Francesco Zenzale
Nell’ambito del cristianesimo si fa sempre più presente l’idea che Dio, proprio perché è amore, non esercita alcun giudizio sulla terra e che alla fine Dio concederà la salvezza a tutti, indipendentemente dalle loro scelte di vita.
Questo nuovo modo di comprendere Dio, da una parte induce a escludere dalla redenzione il diritto e la giustizia. Un binomio significativo presente nelle Sacre Scritture (Geremia 9:24; Isaia 9:6; Salmi 99:4; 1Re 10:9; Ecclesiaste 5:8; Geremia 22:3, ecc.), che evidenzia come la salvezza perde tutto il suo valore laddove diritto e giustizia sono messi da parte. Dall’altra riduce l’amore a una semplice dichiarazione priva di contenuto. Infatti, come esercitare l’amore senza il diritto e la giustizia riferiti a Dio e al prossimo?
Quando l’amore è privato di questi due elementi che regolano la nostra relazione Dio-prossimo, esso perde di significato, valore e concretezza; lo si traduce in un inebriante sentimentalismo. Lo stesso vale per la giustizia e il diritto senza l’amore o la misericordia: entrambi i costituenti si traducono in crudeltà e legalismo.
Dio è amore e anche giudice! Quest’ultima caratteristica è un’antica concezione comune a tutti i popoli semiti; Dio è visto, al tempo stesso, come fondamento e come contraente del diritto. In poche parole, egli è l’autore e il garante di tutta la giustizia umana sia all’interno della comunità, dove la sua sovranità si realizza nell’atto di giudicare e in esso si riconosce che egli è il Signore, sia nella difesa della comunità dagli attacchi dei nemici.

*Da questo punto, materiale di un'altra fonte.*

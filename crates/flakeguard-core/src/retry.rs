use serde::{Deserialize, Serialize};
use serde_json::Value;

use crate::FlakeError;

/// Upper limit accepted for `max_retries` in any strategy document.
pub(crate) const RETRY_CEILING: u32 = 10;

/// One `[min_score, max_score)` band. The highest band also admits
/// `max_score` itself.
#[derive(Debug, Clone, Copy, Serialize, Deserialize, PartialEq)]
pub struct RetryStrategyRule {
    pub min_score: f64,
    pub max_score: f64,
    pub retries: u32,
}

#[derive(Debug, Clone, Serialize, Deserialize, PartialEq)]
pub struct RetryStrategy {
    pub rules: Vec<RetryStrategyRule>,
    pub default_retries: u32,
    pub max_retries: u32,
}

impl RetryStrategy {
    #[must_use]
    pub fn v1() -> Self {
        Self {
            rules: vec![
                RetryStrategyRule {
                    min_score: 0.0,
                    max_score: 0.4,
                    retries: 0,
                },
                RetryStrategyRule {
                    min_score: 0.4,
                    max_score: 0.7,
                    retries: 2,
                },
                RetryStrategyRule {
                    min_score: 0.7,
                    max_score: 1.0,
                    retries: 3,
                },
            ],
            default_retries: 0,
            max_retries: 5,
        }
    }

    /// Builds a validated strategy with rules stored in ascending order.
    ///
    /// # Errors
    /// Returns [`FlakeError::Configuration`] when the rules do not partition
    /// `[0.0, 1.0]`.
    pub fn new(
        mut rules: Vec<RetryStrategyRule>,
        default_retries: u32,
        max_retries: u32,
    ) -> Result<Self, FlakeError> {
        rules.sort_by(|lhs, rhs| lhs.min_score.total_cmp(&rhs.min_score));
        let strategy = Self {
            rules,
            default_retries,
            max_retries,
        };
        strategy.validate()?;
        Ok(strategy)
    }

    /// Checks that the bands cover `[0.0, 1.0]` exactly once.
    ///
    /// Gaps and overlaps are reported, never repaired.
    ///
    /// # Errors
    /// Returns [`FlakeError::Configuration`] describing the first violation.
    pub fn validate(&self) -> Result<(), FlakeError> {
        if self.max_retries > RETRY_CEILING {
            return Err(FlakeError::Configuration(format!(
                "max_retries MUST be <= {RETRY_CEILING}"
            )));
        }

        if self.rules.is_empty() {
            return Err(FlakeError::Configuration(
                "retry strategy MUST define at least one rule".to_string(),
            ));
        }

        for rule in &self.rules {
            if !rule.min_score.is_finite() || !rule.max_score.is_finite() {
                return Err(FlakeError::Configuration(
                    "rule bounds MUST be finite".to_string(),
                ));
            }
            if !(0.0..=1.0).contains(&rule.min_score) || !(0.0..=1.0).contains(&rule.max_score) {
                return Err(FlakeError::Configuration(format!(
                    "rule [{}, {}) MUST lie within [0.0, 1.0]",
                    rule.min_score, rule.max_score
                )));
            }
            if rule.min_score >= rule.max_score {
                return Err(FlakeError::Configuration(format!(
                    "rule [{}, {}) MUST have min_score < max_score",
                    rule.min_score, rule.max_score
                )));
            }
        }

        let sorted = self.sorted_rules();

        if let Some(first) = sorted.first() {
            if first.min_score != 0.0 {
                return Err(FlakeError::Configuration(format!(
                    "gap: no rule covers [0, {})",
                    first.min_score
                )));
            }
        }

        for pair in sorted.windows(2) {
            let (lower, upper) = (pair[0], pair[1]);
            if upper.min_score < lower.max_score {
                return Err(FlakeError::Configuration(format!(
                    "overlap: [{}, {}) and [{}, {}) intersect",
                    lower.min_score, lower.max_score, upper.min_score, upper.max_score
                )));
            }
            if upper.min_score > lower.max_score {
                return Err(FlakeError::Configuration(format!(
                    "gap: no rule covers [{}, {})",
                    lower.max_score, upper.min_score
                )));
            }
        }

        if let Some(last) = sorted.last() {
            if last.max_score != 1.0 {
                return Err(FlakeError::Configuration(format!(
                    "gap: no rule covers [{}, 1]",
                    last.max_score
                )));
            }
        }

        Ok(())
    }

    /// Decodes and validates a strategy from JSON.
    ///
    /// # Errors
    /// Returns [`FlakeError::Configuration`] when JSON decoding fails
    /// or the decoded bands are malformed.
    pub fn from_json(value: &Value) -> Result<Self, FlakeError> {
        let decoded: Self = serde_json::from_value(value.clone()).map_err(|err| {
            FlakeError::Configuration(format!("invalid retry strategy JSON payload: {err}"))
        })?;
        Self::new(decoded.rules, decoded.default_retries, decoded.max_retries)
    }

    /// The band containing `score`, independent of the stored rule order.
    #[must_use]
    pub fn rule_for(&self, score: f64) -> Option<RetryStrategyRule> {
        let sorted = self.sorted_rules();
        let top = sorted.len().checked_sub(1)?;

        sorted.into_iter().enumerate().find_map(|(index, rule)| {
            let below_upper = if index == top {
                score <= rule.max_score
            } else {
                score < rule.max_score
            };
            (score >= rule.min_score && below_upper).then_some(rule)
        })
    }

    /// Recommended retry count, clamped to `[0, max_retries]`.
    ///
    /// `None` (insufficient data) and unmatched scores fall back to
    /// `default_retries`.
    #[must_use]
    pub fn recommend(&self, score: Option<f64>) -> u32 {
        let retries = score
            .and_then(|value| self.rule_for(value))
            .map_or(self.default_retries, |rule| rule.retries);
        retries.min(self.max_retries)
    }

    fn sorted_rules(&self) -> Vec<RetryStrategyRule> {
        let mut sorted = self.rules.clone();
        sorted.sort_by(|lhs, rhs| lhs.min_score.total_cmp(&rhs.min_score));
        sorted
    }
}
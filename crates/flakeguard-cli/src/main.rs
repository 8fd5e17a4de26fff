use anyhow::Result;
use clap::Parser;
use tracing_subscriber::EnvFilter;

fn main() -> Result<()> {
    let filter = EnvFilter::try_from_default_env().unwrap_or_else(|_| EnvFilter::new("info"));
    tracing_subscriber::fmt()
        .with_env_filter(filter)
        .with_target(false)
        .with_writer(std::io::stderr)
        .init();

    let cli = flakeguard_cli::Cli::parse();
    flakeguard_cli::run_cli(cli)
}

L’idea del giudizio (Dio giudice), nell’Antico Testamento, ha la sua genesi non in campo giuridico ma nella dottrina dell’alleanza. Apportando al suo popolo la salvezza e la vittoria come frutto dell’impegno dell’alleanza, Jahweh realizza il suo giudizio sul popolo (Deuteronomio 1:17).
I mispatim (giudizi) di Jahweh sono manifestazioni di questo patto nel quale Jahweh, come sovrano signore e giudice, regola i rapporti comunitari del popolo e lo libera dai suoi oppressori con grandi giudizi (Esodo 6:6; 7:4; Giudici 11:27; 2Samuele 18:31; Deuteronomio 33:21). (È significativo che le vittorie di Israele siano definite sidqôt jhwh, letteralmente “giudizi di Jahweh”, sono dunque manifestazioni delle decisioni con cui Jahweh giudica). Egli non lascia impunito il peccato (Genesi 4:10).
Ora, proprio in questa profonda consapevolezza del peccato, l’annuncio del giudizio di Dio si identifica, nella Bibbia, con l’annuncio della sua condanna, tanto più che il popolo è legato a Dio con una relazione di carattere salvifico, gratuito, giuridico, amorevole.
In Genesi 18:25, dalla domanda di Abramo: “Il giudice di tutta la terra non farà mispat?”, comprendiamo come questo tipo di fede in Dio riguarda il singolo come anche la comunità, e la fiducia che viene dall’aver sperimentato il mispat nella propria storia ha altrettanto valore nella storia universale.
Nella predicazione di Gesù, l’idea del giudizio è centrale. Gesù, sia a parole sia con le azioni, predica l’imminenza del giudizio di Dio, invitando al ravvedimento e alla speranza, e “minacciando” con i suoi “Guai a voi!” coloro che sono impenitenti a convertirsi (Matteo 11:20 e segg.; Mt 10:15, ecc.). In questo giudizio non c’è spazio per i meriti personali, ma la salvezza è data unicamente come perdono. La predicazione di Paolo è anch’essa dominata dall’attesa del giudizio di Dio che renderà a ciascuno secondo le sue opere (Romani 2:1-11). La pazienza divina lascia ancora tempo all’uomo perché si converta, ma arriverà il giorno in cui tutti gli uomini, senza eccezione, anche i cristiani, dovranno comparire di fronte al giudizio di Dio (2Corinzi 5:10). Sia per Pietro (1 Pt 1:7; 2:7; 4:17) sia per Giovanni (Gv 5:28; 15:6; 3:17; 8:15; 12:47; 12:31; 16:11; 1Gv 4:17), l’attesa del giorno del giudizio costituisce il presupposto costante. Senza parlare poi dell’Apocalisse che presenta tutte le conseguenze del giudizio (Ap 20:1 e segg.) e mette in risalto tutto il valore centrale che l’idea del giudizio ha nel Nuovo Testamento. Esso si concretizzerà con “la fine del mondo” e l’inizio di un mondo nuovo.